Monday, December 5, 2011

Too Much Information

You want to start a novel at an exciting moment that involves the main character which will draw the reader into the story to see what will happen next, but you can't give too much information, too soon.
Instead, you give the reader just enough information to understand what's going on.
For example, the main character faces an angry goblin in a dark alley of some major big city.
She can hear cars and a police siren which, unfortunately, is moving away from where she is. Mentally or aloud, she cusses her luck for choosing a job like this.
The goblin knocks her gun out of her hand, and it lands in the sewer drain so she lifts her hands, whispers a spell, and flames shoot of her hands, but the goblin doesn't go down. The injury makes him even angrier. 
We now know she's a magic user of some sort, the world is ours or isn't ours by little details, that magical creatures can enter here, and it's her job to stop them, and she is in seriously deep poo because she is now defenseless against a furious goblin.
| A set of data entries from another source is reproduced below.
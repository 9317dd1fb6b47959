// SPDX-License-Identifier: MPL-2.0

//! Address spaces: the GGTT and per-context PPGTTs.
//!
//! An address space owns the VA range allocator, the translation
//! structure (a flat table for the GGTT, a radix tree for a PPGTT),
//! the scratch hierarchy, and the per-GT TLB serials. The binding
//! transitions of all VMAs in one space are serialized by the space's
//! mutex; the map of bound VMAs has its own lock so persistent-bind
//! bookkeeping and fault lookups proceed independently of pin/unpin
//! traffic.

pub mod codec;
pub(crate) mod page_table;
pub mod range_alloc;

use core::sync::atomic::{AtomicU32, AtomicUsize, Ordering};

pub use self::{
    codec::{codec_for, PteCodec, PteFields},
    page_table::PtCache,
    range_alloc::{RangeAllocator, VaNode},
};
use self::page_table::{PtTree, PteLookup};
use crate::{
    gt::Gt,
    mm::{
        page_prop::PageProperty,
        region::{AllocFlags, BlockList, MemoryRegion},
        sg::ScatterList,
        DeviceAddr, PageSizes, Vaddr, SZ_4K,
    },
    platform::Platform,
    prelude::*,
    sync::Fence,
    tlb::TlbVmState,
    vma::{bind::BindEngine, Vma},
};

/// Which translation table an address space is.
#[derive(Debug, Clone, Copy, PartialEq, Eq)]
pub enum VmKind {
    /// The single global space of a device/tile, one flat table.
    Ggtt,
    /// A private per-context space, a multi-level radix tree.
    Ppgtt,
}

/// The GGTT's single-level PTE array.
struct FlatTable {
    ptes: Vec<core::sync::atomic::AtomicU64>,
    used: AtomicU32,
}

impl FlatTable {
    fn new(total: usize) -> Self {
        Self {
            ptes: (0..total / SZ_4K)
                .map(|_| core::sync::atomic::AtomicU64::new(0))
                .collect(),
            used: AtomicU32::new(0),
        }
    }
}

enum Translation {
    Flat(FlatTable),
    Radix(PtTree),
}

/// A VMA bound (or persistently registered) in this space, keyed by
/// its start address.
pub(crate) struct BoundEntry {
    pub size: usize,
    pub vma: Weak<Vma>,
}

/// One GPU virtual address space.
pub struct AddressSpace {
    kind: VmKind,
    asid: u32,
    total: usize,
    page_sizes: PageSizes,
    compact_64k: bool,
    faultable: bool,
    async_bind: bool,
    codec: &'static dyn PteCodec,
    translation: Translation,
    /// The VA range allocator.
    pub(crate) mm: Mutex<RangeAllocator>,
    /// The vm mutex: serializes binding transitions.
    pub(crate) mutex: Mutex<()>,
    /// The vm-bind lock: VA-ordered map of bound VMAs.
    pub(crate) bound: Mutex<BTreeMap<Vaddr, BoundEntry>>,
    open: AtomicUsize,
    scratch_leaf: u64,
    scratch_addrs: Vec<DeviceAddr>,
    scratch_backing: Option<(Arc<MemoryRegion>, BlockList)>,
    gts: Vec<Arc<Gt>>,
    tlb_state: Vec<TlbVmState>,
    engine: Arc<BindEngine>,
    /// Completion of the most recent user-fence write, for ordering
    /// chained VM_BIND completions.
    pub(crate) last_ufence: Mutex<Option<Arc<Fence>>>,
}

impl AddressSpace {
    /// Creates the global space.
    pub fn new_ggtt(
        platform: &Platform,
        gts: Vec<Arc<Gt>>,
        engine: Arc<BindEngine>,
        smem: &Arc<MemoryRegion>,
        total: usize,
    ) -> Result<Arc<Self>> {
        // The GGTT maps at 4K granularity only.
        Self::new(
            VmKind::Ggtt,
            platform,
            PageSizes::SZ_4K,
            gts,
            engine,
            smem,
            0,
            total,
        )
    }

    /// Creates a per-context space.
    pub fn new_ppgtt(
        platform: &Platform,
        gts: Vec<Arc<Gt>>,
        engine: Arc<BindEngine>,
        smem: &Arc<MemoryRegion>,
        asid: u32,
    ) -> Result<Arc<Self>> {
        let total = 1usize
            .checked_shl(platform.va_bits as u32)
            .unwrap_or(usize::MAX);
        Self::new(
            VmKind::Ppgtt,
            platform,
            platform.page_sizes,
            gts,
            engine,
            smem,
            asid,
            total,
        )
    }

    #[allow(clippy::too_many_arguments)]
    fn new(
        kind: VmKind,
        platform: &Platform,
        page_sizes: PageSizes,
        gts: Vec<Arc<Gt>>,
        engine: Arc<BindEngine>,
        smem: &Arc<MemoryRegion>,
        asid: u32,
        total: usize,
    ) -> Result<Arc<Self>> {
        debug_assert!(total.is_power_of_two());
        debug_assert!(!gts.is_empty());

        let codec = codec_for(platform);

        // One scratch page per level so an unmapped walk lands on a
        // deterministic sentinel instead of faulting unpredictably.
        let (scratch_leaf, scratch_addrs, scratch_backing) = if platform.has_scratch {
            let nr = platform.nr_levels() as usize;
            let blocks = smem.alloc(nr * SZ_4K, AllocFlags::empty(), 0)?;
            let sg = smem.sg_of(&blocks);
            let mut addrs = Vec::new();
            let mut cur = sg.cursor();
            for _ in 0..nr {
                let addr = cur.addr();
                smem.clear(addr, SZ_4K);
                addrs.push(addr);
                cur.advance(SZ_4K);
            }
            let leaf = codec.encode(addrs[0], SZ_4K, PageProperty::scratch());
            (leaf, addrs, Some((smem.clone(), blocks)))
        } else {
            (0, Vec::new(), None)
        };

        let translation = match kind {
            VmKind::Ggtt => Translation::Flat(FlatTable::new(total)),
            VmKind::Ppgtt => Translation::Radix(PtTree::new(
                platform.nr_levels(),
                gts[0].pt_cache().clone(),
            )),
        };

        let tlb_state = gts.iter().map(|_| TlbVmState::new()).collect();

        debug!(
            "vm created: {:?} asid {} total {:#x} codec {}",
            kind,
            asid,
            total,
            codec.name()
        );

        Ok(Arc::new(Self {
            kind,
            asid,
            total,
            page_sizes,
            compact_64k: platform.has_compact_64k,
            faultable: platform.has_recoverable_faults && kind == VmKind::Ppgtt,
            async_bind: platform.needs_async_bind,
            codec,
            translation,
            mm: Mutex::new(RangeAllocator::new(0..total)),
            mutex: Mutex::new(()),
            bound: Mutex::new(BTreeMap::new()),
            open: AtomicUsize::new(1),
            scratch_leaf,
            scratch_addrs,
            scratch_backing,
            gts,
            tlb_state,
            engine,
            last_ufence: Mutex::new(None),
        }))
    }

    pub fn kind(&self) -> VmKind {
        self.kind
    }

    pub fn asid(&self) -> u32 {
        self.asid
    }

    pub fn total(&self) -> usize {
        self.total
    }

    pub fn page_sizes(&self) -> PageSizes {
        self.page_sizes
    }

    /// Whether faults on this space suspend and notify instead of
    /// wedging the context.
    pub fn is_faultable(&self) -> bool {
        self.faultable
    }

    pub(crate) fn wants_async_bind(&self) -> bool {
        self.async_bind
    }

    pub(crate) fn bind_engine(&self) -> &Arc<BindEngine> {
        &self.engine
    }

    /// The scratch sentinel address reads of unmapped ranges hit.
    pub fn scratch_addr(&self) -> Option<DeviceAddr> {
        self.scratch_addrs.first().copied()
    }

    /// Takes an open reference. Fails once the space is closed.
    pub fn open(&self) -> Result<()> {
        let mut cur = self.open.load(Ordering::Acquire);
        loop {
            if cur == 0 {
                return_errno_with_message!(Errno::EINVAL, "address space is closed");
            }
            match self.open.compare_exchange_weak(
                cur,
                cur + 1,
                Ordering::AcqRel,
                Ordering::Acquire,
            ) {
                Ok(_) => return Ok(()),
                Err(now) => cur = now,
            }
        }
    }

    /// Drops an open reference; the last drop closes the space and
    /// new bindings are refused.
    pub fn close(&self) {
        let prev = self.open.fetch_sub(1, Ordering::AcqRel);
        debug_assert!(prev > 0);
        if prev == 1 {
            debug!("vm asid {} closed", self.asid);
        }
    }

    pub fn is_closed(&self) -> bool {
        self.open.load(Ordering::Acquire) == 0
    }

    /// Writes PTEs for `range` from the scatter list.
    ///
    /// Called under the vm mutex (or from bind work ordered by it).
    pub(crate) fn insert_sg(
        &self,
        range: Range<Vaddr>,
        sg: &ScatterList,
        prop: PageProperty,
    ) -> Result<()> {
        debug_assert!(range.end <= self.total);
        match &self.translation {
            Translation::Flat(t) => {
                let mut cur = sg.cursor();
                let mut va = range.start;
                while va < range.end {
                    let idx = va / SZ_4K;
                    let old = t.ptes[idx].swap(
                        self.codec.encode(cur.addr(), SZ_4K, prop),
                        Ordering::Release,
                    );
                    if old == 0 || old == self.scratch_leaf {
                        t.used.fetch_add(1, Ordering::Release);
                    }
                    cur.advance(SZ_4K);
                    va += SZ_4K;
                }
                Ok(())
            }
            Translation::Radix(t) => t.insert(
                range.clone(),
                sg,
                prop,
                self.codec,
                self.page_sizes,
                self.compact_64k,
                self.scratch_leaf,
            ),
        }?;

        for st in &self.tlb_state {
            st.note_bind();
        }
        Ok(())
    }

    /// Clears `range`.
    ///
    /// With `detach`, leaf entries are pointed at scratch so a
    /// faultable space re-faults cleanly; otherwise non-faultable
    /// spaces scratch-fill and faultable spaces leave entries absent.
    pub(crate) fn clear_range(&self, range: Range<Vaddr>, detach: bool) -> usize {
        let scratch = if detach || !self.faultable {
            self.scratch_leaf
        } else {
            0
        };
        match &self.translation {
            Translation::Flat(t) => {
                let mut removed = 0;
                let mut va = range.start;
                while va < range.end {
                    let old = t.ptes[va / SZ_4K].swap(scratch, Ordering::Release);
                    if old != 0 && old != self.scratch_leaf {
                        t.used.fetch_sub(1, Ordering::Release);
                        removed += 1;
                    }
                    va += SZ_4K;
                }
                removed
            }
            Translation::Radix(t) => t.clear(range, scratch),
        }
    }

    /// Invalidates the cleared range on every GT that may cache it.
    pub(crate) fn invalidate_tlbs(&self, range: Option<Range<Vaddr>>) {
        for (gt, st) in self.gts.iter().zip(self.tlb_state.iter()) {
            gt.tlb().invalidate_range(st, range.clone());
        }
    }

    /// Resolves a VA the way the hardware walker would.
    ///
    /// Returns the decoded fields, the mapped page size, and whether
    /// the entry is the scratch sentinel.
    pub fn lookup(&self, va: Vaddr) -> Option<(PteFields, usize, bool)> {
        let looked = match &self.translation {
            Translation::Flat(t) => {
                if va >= self.total {
                    return None;
                }
                let raw = t.ptes[va / SZ_4K].load(Ordering::Acquire);
                (raw != 0).then_some(PteLookup {
                    raw,
                    page_size: SZ_4K,
                })
            }
            Translation::Radix(t) => t.query(va),
        }?;
        let fields = self.codec.decode(looked.raw)?;
        let is_scratch = self.scratch_leaf != 0 && looked.raw == self.scratch_leaf;
        Some((fields, looked.page_size, is_scratch))
    }

    /// Page-table node count (always 1 for the flat GGTT).
    pub fn nr_pt_nodes(&self) -> usize {
        match &self.translation {
            Translation::Flat(_) => 1,
            Translation::Radix(t) => t.nr_nodes(),
        }
    }

    /// Present-entry count at the root (the flat table's total count).
    pub fn root_used(&self) -> u32 {
        match &self.translation {
            Translation::Flat(t) => t.used.load(Ordering::Acquire),
            Translation::Radix(t) => t.root_used(),
        }
    }

    /// Registers a bound VMA for VA lookups.
    pub(crate) fn note_bound(&self, start: Vaddr, size: usize, vma: Weak<Vma>) {
        self.bound.lock().insert(start, BoundEntry { size, vma });
    }

    pub(crate) fn forget_bound(&self, start: Vaddr) {
        self.bound.lock().remove(&start);
    }

    /// Finds the bound VMA covering `va`.
    pub fn find_vma(&self, va: Vaddr) -> Option<Arc<Vma>> {
        let bound = self.bound.lock();
        let (&start, entry) = bound.range(..=va).next_back()?;
        if va < start + entry.size {
            entry.vma.upgrade()
        } else {
            None
        }
    }

    /// Unbinds unpinned VMAs, lowest VA first, until at least `need`
    /// bytes were released or no candidates remain.
    ///
    /// The caller-driven eviction loop for `ENOSPC` pins.
    pub(crate) fn evict_some(&self, need: usize) -> Result<()> {
        let candidates: Vec<Arc<Vma>> = {
            let bound = self.bound.lock();
            bound.values().filter_map(|e| e.vma.upgrade()).collect()
        };
        let mut freed = 0usize;
        for vma in candidates {
            if freed >= need {
                break;
            }
            if vma.is_pinned() {
                continue;
            }
            let size = vma.size();
            // Best effort: skip anything that refuses (raced pins,
            // chained segments) and keep scanning.
            if vma.unbind().is_ok() {
                freed += size;
                debug!("evicted vma [{:#x} bytes] for ENOSPC retry", size);
            }
        }
        if freed == 0 {
            return_errno_with_message!(Errno::ENOSPC, "no evictable mappings");
        }
        Ok(())
    }
}

impl Drop for AddressSpace {
    fn drop(&mut self) {
        if let Some((region, blocks)) = self.scratch_backing.take() {
            region.free(blocks);
        }
    }
}

impl Debug for AddressSpace {
    fn fmt(&self, f: &mut core::fmt::Formatter<'_>) -> core::fmt::Result {
        f.debug_struct("AddressSpace")
            .field("kind", &self.kind)
            .field("asid", &self.asid)
            .field("total", &self.total)
            .finish_non_exhaustive()
    }
}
Later, you'll tell the reader about her role as a Guardian of normal Earth and, later still, about her home on a parallel magic world, but you'll do it in bits and pieces like clues to a puzzle the reader is trying to understand.
Having these clues of the world and trying to understand it is as important a puzzle for the reader as the plot, and it's as enjoyable. Don't cheat the reader by giving away too much.